5. Export the function#

Add the function to pythermalcomfort/models/__init__.py so it is accessible as from pythermalcomfort.models import my_model.

6. Write tests#

Add tests under tests/test_my_model.py. Cover:

  • Scalar inputs (single values).

  • Vectorised inputs (lists and NumPy arrays).

  • Broadcasting behaviour and consistent output shapes.

  • Invalid inputs (TypeError and ValueError cases).

  • Edge cases (zeros, very small/large inputs).

import numpy as np
import pytest
from pythermalcomfort.models import my_model

def test_scalar():
    out = my_model(tdb=25, v=0.1)
    assert out.result == pytest.approx(42.0, abs=0.1)

def test_array():
    out = my_model(tdb=[25, 26], v=0.1)
    assert len(out.result) == 2

def test_invalid_v():
    with pytest.raises(ValueError):
        my_model(tdb=25, v=-1.0)

7. Documentation#

  • Add a short executable example to the function docstring (scalar and array).

  • Add an .. autofunction:: entry in the relevant docs/documentation/ RST file (e.g. docs/documentation/models.rst).

  • For larger tutorials, add a notebook under docs/documentation/.

8. CHANGELOG and AUTHORS#

  • Add a line to CHANGELOG.rst describing the new function.

  • Optionally add yourself to AUTHORS.rst.

9. Final checks and PR#

ruff format ./pythermalcomfort ./tests
ruff check --fix ./pythermalcomfort ./tests
docformatter -r -i --wrap-summaries 88 --wrap-descriptions 88 pythermalcomfort
pytest tests/

PR description should include:

  • What the function computes and why it is useful.

  • Applicability limits and physical constraints.

  • How it was tested and any notes on numeric stability.

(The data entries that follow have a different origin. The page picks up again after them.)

//! Sidebar tree construction.
//!
//! Turns the flat list of markdown paths from the scanner into the nested,
//! ordered tree every page's sidebar is rendered from.
//!
//! ## Construction
//!
//! Paths are inserted segment by segment into a name-keyed builder tree, then
//! flattened into ordered [`ContentNode`] vectors:
//!
//! ```text
//! faq.md                    Guides/            (directory, has_index)
//! guides/index.md     →       Setup            (guides/setup)
//! guides/setup.md           Faq                (faq)
//! ```
//!
//! ## Rules
//!
//! - A segment that is not the last of some path is a directory.
//! - `dir/index.md` sets `has_index` on `dir` and never becomes a leaf.
//! - Directories sort before files; each group sorts by display title,
//!   ignoring case.
//! - Titles are title-cased names unless a directory title override is given.
//!
//! The builder is a pure function of its inputs, so the whole tree can be
//! recomputed whenever the content changes.

use crate::naming::{self, INDEX_NAME};
use crate::types::ContentNode;
use std::collections::{BTreeMap, HashMap};
use std::path::{Component, Path};

/// Directory slug → title override, usually from `_meta.json` files.
pub type DirTitles = HashMap<String, String>;

#[derive(Default)]
struct BuilderNode {
    slug: String,
    is_directory: bool,
    has_index: bool,
    children: BTreeMap<String, BuilderNode>,
}

/// Build the sidebar tree from markdown paths relative to the content root.
///
/// Extensions are stripped; paths that are not relative are skipped.
pub fn build_hierarchy<P: AsRef<Path>>(files: &[P], dir_titles: &DirTitles) -> Vec<ContentNode> {
    let mut root: BTreeMap<String, BuilderNode> = BTreeMap::new();

    for file in files {
        let Some(parts) = path_segments(file.as_ref()) else {
            log::debug!("skipping non-relative path {}", file.as_ref().display());
            continue;
        };
        insert_path(&mut root, &parts);
    }

    flatten(root, dir_titles)
}

/// Split a relative path into segments with the extension removed from the
/// final one. `guides/setup.md` → `["guides", "setup"]`.
pub fn path_segments(path: &Path) -> Option<Vec<String>> {
    let mut parts = Vec::new();
    for component in path.with_extension("").components() {
        match component {
            Component::Normal(name) => parts.push(name.to_string_lossy().into_owned()),
            Component::CurDir => {}
            _ => return None,
        }
    }
    (!parts.is_empty()).then_some(parts)
}

fn insert_path(root: &mut BTreeMap<String, BuilderNode>, parts: &[String]) {
    let is_index_file = parts.last().is_some_and(|p| p == INDEX_NAME);
    let last = parts.len() - 1;

    let mut level = root;
    let mut slug = String::new();
    for (i, part) in parts.iter().enumerate() {
        if !slug.is_empty() {
            slug.push('/');
        }
        slug.push_str(part);

        let node = level.entry(part.clone()).or_insert_with(|| BuilderNode {
            slug: slug.clone(),
            ..BuilderNode::default()
        });
        // A name seen as a file in one path and a folder in another is a folder.
        if i != last {
            node.is_directory = true;
        }
        if is_index_file && i + 1 == last {
            node.has_index = true;
        }
        level = &mut node.children;
    }
}

fn flatten(level: BTreeMap<String, BuilderNode>, dir_titles: &DirTitles) -> Vec<ContentNode> {
    let mut nodes: Vec<ContentNode> = level
        .into_iter()
        .filter(|(name, node)| node.is_directory || name != INDEX_NAME)
        .map(|(name, node)| {
            let declared = if node.is_directory {
                dir_titles.get(&node.slug).cloned()
            } else {
                None
            };
            let title = declared.unwrap_or_else(|| naming::display_title(&name));

            ContentNode {
                slug: node.slug,
                title,
                is_directory: node.is_directory,
                has_index: node.has_index,
                children: flatten(node.children, dir_titles),
            }
        })
        .collect();

    sort_siblings(&mut nodes);
    nodes
}

/// Directories first, then by title ignoring case; the exact title and then
/// the slug break ties.
pub fn sort_siblings(nodes: &mut [ContentNode]) {
    nodes.sort_by_cached_key(|n| {
        (
            !n.is_directory,
            n.title.to_lowercase(),
            n.title.clone(),
            n.slug.clone(),
        )
    });
}

/// Depth-first lookup of a node by slug.
pub fn find_node<'a>(tree: &'a [ContentNode], slug: &str) -> Option<&'a ContentNode> {
    tree.iter().find_map(|node| {
        if node.slug == slug {
            Some(node)
        } else {
            find_node(&node.children, slug)
        }
    })
}

#[cfg(test)]
mod tests {
    use super::*;
    use std::path::PathBuf;

    fn build(paths: &[&str]) -> Vec<ContentNode> {
        let files: Vec<PathBuf> = paths.iter().map(PathBuf::from).collect();
        build_hierarchy(&files, &DirTitles::new())
    }

    fn slugs(nodes: &[ContentNode]) -> Vec<&str> {
        nodes.iter().map(|n| n.slug.as_str()).collect()
    }

    fn assert_siblings_ordered(nodes: &[ContentNode]) {
        let first_file = nodes.iter().position(|n| !n.is_directory).unwrap_or(nodes.len());
        assert!(
            nodes[first_file..].iter().all(|n| !n.is_directory),
            "directory after file in {:?}",
            slugs(nodes)
        );
        for group in [&nodes[..first_file], &nodes[first_file..]] {
            assert!(
                group
                    .windows(2)
                    .all(|w| w[0].title.to_lowercase() <= w[1].title.to_lowercase())
            );
        }
        for node in nodes {
            assert_siblings_ordered(&node.children);
        }
    }

    fn assert_no_index_leaves(nodes: &[ContentNode]) {
        for node in nodes {
            assert!(
                node.is_directory || naming::last_segment(&node.slug) != INDEX_NAME,
                "index leaf {}",
                node.slug
            );
            assert_no_index_leaves(&node.children);
        }
    }

    #[test]
    fn guides_example() {
        let tree = build(&["guides/index.md", "guides/setup.md", "faq.md"]);

        assert_eq!(
            tree,
            vec![
                ContentNode {
                    slug: "guides".into(),
                    title: "Guides".into(),
                    is_directory: true,
                    has_index: true,
                    children: vec![ContentNode {
                        slug: "guides/setup".into(),
                        title: "Setup".into(),
                        is_directory: false,
                        has_index: false,
                        children: vec![],
                    }],
                },
                ContentNode {
                    slug: "faq".into(),
                    title: "Faq".into(),
                    is_directory: false,
                    has_index: false,
                    children: vec![],
                },
            ]
        );
    }

    #[test]
    fn index_only_directory_is_clickable_leaf() {
        let tree = build(&["about/index.md"]);
        assert_eq!(tree.len(), 1);
        let about = &tree[0];
        assert!(about.is_directory);
        assert!(about.has_index);
        assert!(about.children.is_empty());
        assert!(about.is_clickable());
    }

    #[test]
    fn directory_without_index_not_clickable() {
        let tree = build(&["reference/cli.md"]);
        let reference = &tree[0];
        assert!(reference.is_directory);
        assert!(!reference.has_index);
        assert!(!reference.is_clickable());
        assert_eq!(slugs(&reference.children), vec!["reference/cli"]);
    }

    #[test]
    fn root_index_hidden() {
        let tree = build(&["index.md", "faq.md"]);
        assert_eq!(slugs(&tree), vec!["faq"]);
    }

    #[test]
    fn nested_index_only_marks_immediate_parent() {
        let tree = build(&["a/b/index.md", "a/page.md"]);
        let a = &tree[0];
        assert!(!a.has_index);
        let b = find_node(&tree, "a/b").unwrap();
        assert!(b.has_index);
        assert!(b.children.is_empty());
    }

    #[test]
    fn directory_named_index_is_kept() {
        let tree = build(&["index/page.md"]);
        assert_eq!(slugs(&tree), vec!["index"]);
        assert!(tree[0].is_directory);
    }

    #[test]
    fn directories_before_files_then_title() {
        let tree = build(&["zeta.md", "alpha.md", "beta/x.md", "gamma/y.md"]);
        assert_eq!(slugs(&tree), vec!["beta", "gamma", "alpha", "zeta"]);
        assert_siblings_ordered(&tree);
    }

    #[test]
    fn titles_are_title_cased() {
        let tree = build(&["getting-started/first-steps.md"]);
        assert_eq!(tree[0].title, "Getting Started");
        assert_eq!(tree[0].children[0].title, "First Steps");
    }

    #[test]
    fn dir_title_override_applies_and_sorts() {
        let files = vec![PathBuf::from("guides/a.md"), PathBuf::from("howto/b.md")];
        let mut titles = DirTitles::new();
        titles.insert("guides".into(), "User Guides".into());

        let tree = build_hierarchy(&files, &titles);
        assert_eq!(tree[0].title, "Howto");
        assert_eq!(tree[1].title, "User Guides");
    }

    #[test]
    fn override_ignored_for_files() {
        let files = vec![PathBuf::from("faq.md")];
        let mut titles = DirTitles::new();
        titles.insert("faq".into(), "Questions".into());

        let tree = build_hierarchy(&files, &titles);
        assert_eq!(tree[0].title, "Faq");
    }

    #[test]
    fn file_and_directory_with_same_name_merge() {
        // `setup.md` next to `setup/` addresses the same slug as the folder.
        let tree = build(&["setup.md", "setup/linux.md"]);
        assert_eq!(tree.len(), 1);
        assert!(tree[0].is_directory);
        assert_eq!(slugs(&tree[0].children), vec!["setup/linux"]);
    }

    #[test]
    fn deep_tree_invariants_hold() {
        let tree = build(&[
            "index.md",
            "faq.md",
            "guides/index.md",
            "guides/setup.md",
            "guides/advanced/index.md",
            "guides/advanced/tuning.md",
            "guides/advanced/deploy-to-production.md",
            "reference/cli.md",
            "reference/api/index.md",
            "changelog.md",
        ]);
        assert_siblings_ordered(&tree);
        assert_no_index_leaves(&tree);
        assert_eq!(slugs(&tree), vec!["guides", "reference", "changelog", "faq"]);
    }

    #[test]
    fn absolute_and_parent_paths_skipped() {
        let files = vec![
            PathBuf::from("/etc/passwd.md"),
            PathBuf::from("../outside.md"),
            PathBuf::from("ok.md"),
        ];
        let tree = build_hierarchy(&files, &DirTitles::new());
        assert_eq!(slugs(&tree), vec!["ok"]);
    }

    #[test]
    fn empty_input_empty_tree() {
        assert!(build(&[]).is_empty());
    }

    #[test]
    fn find_node_descends() {
        let tree = build(&["a/b/c.md"]);
        assert_eq!(find_node(&tree, "a/b/c").unwrap().title, "C");
        assert!(find_node(&tree, "a/x").is_none());
    }

    #[test]
    fn titles_sort_ignoring_case() {
        let mut titles = DirTitles::new();
        titles.insert("api".to_string(), "API Docs".to_string());
        let files: Vec<PathBuf> = ["api/x.md", "about/y.md", "zeta.md", "Alpha.md"]
            .iter()
            .map(PathBuf::from)
            .collect();
        let tree = build_hierarchy(&files, &titles);
        assert_eq!(slugs(&tree), vec!["about", "api", "Alpha", "zeta"]);
    }

    #[test]
    fn case_only_difference_is_stable() {
        let tree = build(&["faq.md", "FAQ.md"]);
        assert_eq!(slugs(&tree), vec!["FAQ", "faq"]);
    }

    #[test]
    fn path_segments_strip_extension() {
        assert_eq!(
            path_segments(Path::new("guides/setup.md")),
            Some(vec!["guides".to_string(), "setup".to_string()])
        );
        assert_eq!(path_segments(Path::new("./faq.md")), Some(vec!["faq".to_string()]));
        assert_eq!(path_segments(Path::new("")), None);
    }
}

Validation rules common to most functions#

  • Non-negativity — validate physical quantities that must be ≥ 0.

  • Domain checks — avoid logs/roots of non-positive numbers.

  • Shape/broadcasting — verify array shapes are compatible when multiple array inputs are accepted.

  • Units — document expected units; convert via units_converter when units='IP' is supported.

  • Error types — use TypeError for wrong types, ValueError for invalid values.

Reference implementations#

Use these existing files as style references:

  • pythermalcomfort/models/pmv_ppd_iso.py — full model with input/output dataclasses, limit_inputs, unit conversion.

  • pythermalcomfort/models/adaptive_ashrae.py — model that exposes module-level constants (SLOPE, INTERCEPT) for use by other modules.

  • pythermalcomfort/utilities.py — shared helpers; add utility functions here when they are needed by more than one model.